Victoria councillors directed staff Thursday to look at ways to create affordable housing specifically for artists — a step that one councillor says will give preferential treatment to one group of citizens over another.
Coun. Jeremy Loveday, who recommended the move, said it was largely a “housekeeping” matter, since it merely aligns the city’s Create Victoria Masterplan with the Victoria Housing Strategy.
Loveday said the masterplan was approved in 2017 after extensive consultation with the public, but its goal of encouraging affordable housing for artists was never included in the housing strategy as intended.
“I think we have a duty to implement the plans that we approve,” he told a committee of the whole meeting. “I think if we don’t, especially after such broad participation, we will erode the trust of the public and why would they then want to participate in future processes?”
Loveday argued that artists deserve special treatment because they help create a vibrant, interesting city, one where people want to live and work. “And if that doesn’t do it for you, then it’s because they’re a major economic driver with over $104 million [going] into the city’s [gross domestic product],” he said.
In terms of what the policy would look like in action, Loveday cited the example of a building with an art school on the first floor and rental-housing units above.
“If the artists below desire, they would have first right of refusal on those units,” he said. “So this could give our staff a policy rationale for accepting and recommending a project like that to us in the future.”
He said qualifying artists would still have to meet income thresholds. “This won’t be putting artists to the front of the line,” he said.
But Coun. Geoff Young argued that’s exactly what the policy will do.
“If the motion means anything, it means that if you are a server or a plumber’s apprentice and you have such and such an income, you get put lower on the list than someone who qualifies in some way as an artist,” he said.
Young, who was alone in opposition, also questioned the practicality of the plan and how the artists will be selected.
“Are we going to have our staff do it? Are we going to have contests with juries? What are we going to do when people have qualified once, but maybe the quality of their work has gone down or they have left the occupation?”
Coun. Ben Isitt acknowledged Young’s concerns, but said the city’s arts team is capable of navigating those issues, while drawing on the experience of similar programs in cities around the world.
“I think we don’t want to create unfairness, but presumably there are other communities that have grappled with … how to implement this is a way that’s fair to both artists and others in need of housing,” he said.
“The ultimate unfairness right now is that housing is abundantly available to those who have means and it’s unavailable to those who don’t. So that’s, I think, the glaring unfairness, not the policies that might be aimed to house an underpaid worker in the tourism sector or an underpaid artist.”
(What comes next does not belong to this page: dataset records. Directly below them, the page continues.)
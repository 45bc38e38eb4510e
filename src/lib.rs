//! Embedded `SQLite` access layer for a long-running, multi-threaded process.
//!
//! One connection is owned by a dedicated worker thread; callers reach it
//! through a cloneable [`CacheDb`] handle (or [`BlockingCacheDb`] on plain
//! threads). Writes are batched into a long-lived transaction and flushed by
//! explicit or scheduled commits. Statements can be written by hand or built
//! with the structured builders in [`builder`].
//!
//! ```no_run
//! use sqlite_cachedb::prelude::*;
//!
//! # async fn demo() -> Result<(), CacheDbError> {
//! let db = StoreOptionsBuilder::new("cache.sdb".into())
//!     .bootstrap_script("schema.sql")
//!     .build()
//!     .await?;
//! db.initial_begin().await?;
//! db.insert(Insert::into("Peer").value("name", "alice")).await?;
//! db.commit_now(false, false).await?;
//! let peers = db.get_all(Select::from("Peer").order_by("name")).await?;
//! assert!(!peers.is_empty());
//! db.close().await?;
//! # Ok(())
//! # }
//! ```

pub mod builder;
pub mod cachedb;
pub mod error;
pub mod prelude;
pub mod query;
pub mod results;
pub mod sqlite;
pub mod types;

pub use builder::{Conjunction, Delete, Filter, Insert, InsertMany, Operator, Select, Update};
pub use cachedb::{BlockingCacheDb, CacheDb};
pub use error::CacheDbError;
pub use query::{BatchQuery, QueryAndParams};
pub use results::{CustomDbRow, ResultSet};
pub use sqlite::config::{LATEST_DB_VERSION, MEMORY_PATH, StoreOptions, StoreOptionsBuilder};
pub use sqlite::cursor::ContextId;
pub use sqlite::transaction::TxStats;
pub use types::RowValues;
Coun. Sarah Potts added that Victoria is far from alone in lending a hand to struggling artists. “Across North America, there are many communities doing this or moving toward this already,” she said.
“In Vancouver, they’ve committed to 400 units of affordable artists’ housing and no net loss of cultural spaces.
“Many of these projects have been framed as revitalization projects and certainly they have been proven to bring new life and revenue and vibrancy to communities. For those reasons, I’m happy to support this.”